• What the exercise asks
Using the records below, find every line that includes "flat" and copy it.

• Data extracts
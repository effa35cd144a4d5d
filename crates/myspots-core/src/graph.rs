//! Category graph construction and root resolution
//!
//! Categories arrive from the record store as a flat list where each record
//! optionally names a parent. This module builds an explicit adjacency
//! structure (node table plus child-to-parent map) and resolves any category
//! to its root ancestor with a bounded iterative walk, so a malformed cyclic
//! input fails with an error instead of hanging.

use std::collections::HashMap;

use thiserror::Error;

use crate::models::CategoryRecord;

/// Reserved bucket for places that reference no categories.
/// Never a real record id.
pub const UNCATEGORIZED: &str = "Uncategorized";

/// Errors from building or walking the category graph
///
/// All of these are fatal for an export run; a partial document is never
/// emitted.
#[derive(Error, Debug, Clone, PartialEq, Eq)]
pub enum GraphError {
    /// A place or category references a category id not in the graph
    #[error("unknown category id: {0}")]
    UnknownCategory(String),

    /// A parent chain did not terminate within the node-count bound
    #[error("cycle in category graph: parent chain from '{0}' does not terminate")]
    CycleDetected(String),

    /// A category names a parent that is not among the loaded categories
    #[error("category '{child}' references parent '{parent}' which was not loaded")]
    OrphanParentReference { child: String, parent: String },

    /// The same category id appeared more than once in the input
    #[error("duplicate category id: {0}")]
    DuplicateCategory(String),
}

/// A category node: display name plus optional icon code
#[derive(Debug, Clone, PartialEq)]
pub struct CategoryNode {
    pub name: String,
    pub icon_code: Option<String>,
}

/// In-memory category tree, rebuilt from the record store on every run
///
/// Edges run parent-to-child conceptually, but the only traversal the
/// exporter needs is child-to-root, so the graph stores a child-to-parent
/// map. Input order is retained for deterministic style emission.
#[derive(Debug, Clone)]
pub struct CategoryGraph {
    nodes: HashMap<String, CategoryNode>,
    parent: HashMap<String, String>,
    order: Vec<String>,
}

impl CategoryGraph {
    /// Build the graph from flat category records
    ///
    /// Fails on a duplicate id (the single-parent invariant would otherwise
    /// be ambiguous) and on a parent reference naming an unloaded category.
    pub fn build(records: Vec<CategoryRecord>) -> Result<Self, GraphError> {
        let mut nodes = HashMap::with_capacity(records.len());
        let mut order = Vec::with_capacity(records.len());
        for record in &records {
            let node = CategoryNode {
                name: record.name.clone(),
                icon_code: record.icon_code.clone(),
            };
            if nodes.insert(record.id.clone(), node).is_some() {
                return Err(GraphError::DuplicateCategory(record.id.clone()));
            }
            order.push(record.id.clone());
        }

        let mut parent = HashMap::new();
        for record in records {
            if let Some(parent_id) = record.parent_id {
                if !nodes.contains_key(&parent_id) {
                    return Err(GraphError::OrphanParentReference {
                        child: record.id,
                        parent: parent_id,
                    });
                }
                parent.insert(record.id, parent_id);
            }
        }

        Ok(Self {
            nodes,
            parent,
            order,
        })
    }

    /// Number of categories in the graph
    pub fn len(&self) -> usize {
        self.nodes.len()
    }

    /// Check whether the graph has no categories
    pub fn is_empty(&self) -> bool {
        self.nodes.is_empty()
    }

    /// Look up a node by record id
    pub fn node(&self, id: &str) -> Option<&CategoryNode> {
        self.nodes.get(id)
    }

    /// Iterate nodes in input order
    pub fn iter(&self) -> impl Iterator<Item = (&str, &CategoryNode)> {
        self.order
            .iter()
            .filter_map(|id| self.nodes.get(id).map(|node| (id.as_str(), node)))
    }

    /// Display name for a resolved root id
    ///
    /// The `UNCATEGORIZED` sentinel maps to its literal name.
    pub fn display_name<'a>(&'a self, root_id: &'a str) -> &'a str {
        if root_id == UNCATEGORIZED {
            return UNCATEGORIZED;
        }
        self.nodes
            .get(root_id)
            .map(|node| node.name.as_str())
            .unwrap_or(root_id)
    }

    /// Walk parent links from `id` to the root ancestor
    ///
    /// The walk is capped at the node count: an acyclic chain terminates in
    /// at most `len - 1` hops, so exceeding the cap means a cycle.
    pub fn resolve_root<'a>(&'a self, id: &'a str) -> Result<&'a str, GraphError> {
        if !self.nodes.contains_key(id) {
            return Err(GraphError::UnknownCategory(id.to_string()));
        }
        let mut current = id;
        for _ in 0..self.nodes.len() {
            match self.parent.get(current) {
                Some(parent_id) => current = parent_id.as_str(),
                None => return Ok(current),
            }
        }
        Err(GraphError::CycleDetected(id.to_string()))
    }

    /// Resolve the set of root categories for a place
    ///
    /// An empty reference list resolves to the `UNCATEGORIZED` sentinel,
    /// never to an empty set. Roots are deduplicated preserving first-seen
    /// order, which keeps folder creation order stable for stable input.
    pub fn resolve_roots(&self, category_ids: &[String]) -> Result<Vec<String>, GraphError> {
        if category_ids.is_empty() {
            return Ok(vec![UNCATEGORIZED.to_string()]);
        }
        let mut roots: Vec<String> = Vec::new();
        for id in category_ids {
            let root = self.resolve_root(id)?;
            if !roots.iter().any(|seen| seen == root) {
                roots.push(root.to_string());
            }
        }
        Ok(roots)
    }

    /// Root-first chain of category ids from the root ancestor down to `id`
    ///
    /// Used for hierarchical folder nesting. Same bounds and errors as
    /// [`resolve_root`](Self::resolve_root).
    pub fn path_to_root<'a>(&'a self, id: &'a str) -> Result<Vec<&'a str>, GraphError> {
        if !self.nodes.contains_key(id) {
            return Err(GraphError::UnknownCategory(id.to_string()));
        }
        let mut path = vec![id];
        let mut current = id;
        for _ in 0..self.nodes.len() {
            match self.parent.get(current) {
                Some(parent_id) => {
                    current = parent_id.as_str();
                    path.push(current);
                }
                None => {
                    path.reverse();
                    return Ok(path);
                }
            }
        }
        Err(GraphError::CycleDetected(id.to_string()))
    }
}

#[cfg(test)]
mod tests {
    use super::*;

    fn category(id: &str, name: &str, parent_id: Option<&str>) -> CategoryRecord {
        CategoryRecord {
            id: id.to_string(),
            name: name.to_string(),
            icon_code: None,
            parent_id: parent_id.map(|p| p.to_string()),
        }
    }

    fn chain_graph() -> CategoryGraph {
        // A (root) <- B <- C
        CategoryGraph::build(vec![
            category("A", "Food", None),
            category("B", "Bakery", Some("A")),
            category("C", "Sourdough", Some("B")),
        ])
        .unwrap()
    }

    #[test]
    fn test_build_and_lookup() {
        let graph = chain_graph();
        assert_eq!(graph.len(), 3);
        assert_eq!(graph.node("B").unwrap().name, "Bakery");
        assert!(graph.node("missing").is_none());
    }

    #[test]
    fn test_resolve_root_chain() {
        let graph = chain_graph();
        assert_eq!(graph.resolve_root("C").unwrap(), "A");
        assert_eq!(graph.resolve_root("B").unwrap(), "A");
        assert_eq!(graph.resolve_root("A").unwrap(), "A");
    }

    #[test]
    fn test_resolve_roots_empty_is_uncategorized() {
        let graph = chain_graph();
        let roots = graph.resolve_roots(&[]).unwrap();
        assert_eq!(roots, vec![UNCATEGORIZED.to_string()]);
    }

    #[test]
    fn test_resolve_roots_dedups_shared_root() {
        let graph = chain_graph();
        let roots = graph
            .resolve_roots(&["B".to_string(), "C".to_string()])
            .unwrap();
        assert_eq!(roots, vec!["A".to_string()]);
    }

    #[test]
    fn test_resolve_roots_two_distinct_roots() {
        let graph = CategoryGraph::build(vec![
            category("A", "Food", None),
            category("B", "Bakery", Some("A")),
            category("D", "Parks", None),
        ])
        .unwrap();
        let roots = graph
            .resolve_roots(&["B".to_string(), "D".to_string()])
            .unwrap();
        assert_eq!(roots, vec!["A".to_string(), "D".to_string()]);
    }

    #[test]
    fn test_unknown_category() {
        let graph = chain_graph();
        assert_eq!(
            graph.resolve_roots(&["nope".to_string()]),
            Err(GraphError::UnknownCategory("nope".to_string()))
        );
    }

    #[test]
    fn test_cycle_detected() {
        let graph = CategoryGraph::build(vec![
            category("A", "Food", Some("B")),
            category("B", "Bakery", Some("A")),
        ])
        .unwrap();
        assert_eq!(
            graph.resolve_root("A"),
            Err(GraphError::CycleDetected("A".to_string()))
        );
    }

    #[test]
    fn test_self_loop_detected() {
        let graph = CategoryGraph::build(vec![category("A", "Food", Some("A"))]).unwrap();
        assert_eq!(
            graph.resolve_root("A"),
            Err(GraphError::CycleDetected("A".to_string()))
        );
    }

    #[test]
    fn test_orphan_parent_is_fatal() {
        let result = CategoryGraph::build(vec![category("B", "Bakery", Some("ghost"))]);
        assert_eq!(
            result.err(),
            Some(GraphError::OrphanParentReference {
                child: "B".to_string(),
                parent: "ghost".to_string(),
            })
        );
    }

    #[test]
    fn test_duplicate_id_is_fatal() {
        let result = CategoryGraph::build(vec![
            category("A", "Food", None),
            category("A", "Parks", None),
        ]);
        assert_eq!(result.err(), Some(GraphError::DuplicateCategory("A".to_string())));
    }

    #[test]
    fn test_path_to_root_is_root_first() {
        let graph = chain_graph();
        assert_eq!(graph.path_to_root("C").unwrap(), vec!["A", "B", "C"]);
        assert_eq!(graph.path_to_root("A").unwrap(), vec!["A"]);
    }

    #[test]
    fn test_iter_preserves_input_order() {
        let graph = chain_graph();
        let ids: Vec<&str> = graph.iter().map(|(id, _)| id).collect();
        assert_eq!(ids, vec!["A", "B", "C"]);
    }

    #[test]
    fn test_display_name() {
        let graph = chain_graph();
        assert_eq!(graph.display_name("A"), "Food");
        assert_eq!(graph.display_name(UNCATEGORIZED), "Uncategorized");
    }

    #[test]
    fn test_deep_chain_terminates() {
        // every node's root-walk terminates at a parentless node
        let mut records = vec![category("n0", "n0", None)];
        for i in 1..100 {
            records.push(category(
                &format!("n{}", i),
                &format!("n{}", i),
                Some(&format!("n{}", i - 1)),
            ));
        }
        let graph = CategoryGraph::build(records).unwrap();
        assert_eq!(graph.resolve_root("n99").unwrap(), "n0");
    }
}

• Answer to the problem
//! Categories arrive from the record store as a flat list where each record
    /// Build the graph from flat category records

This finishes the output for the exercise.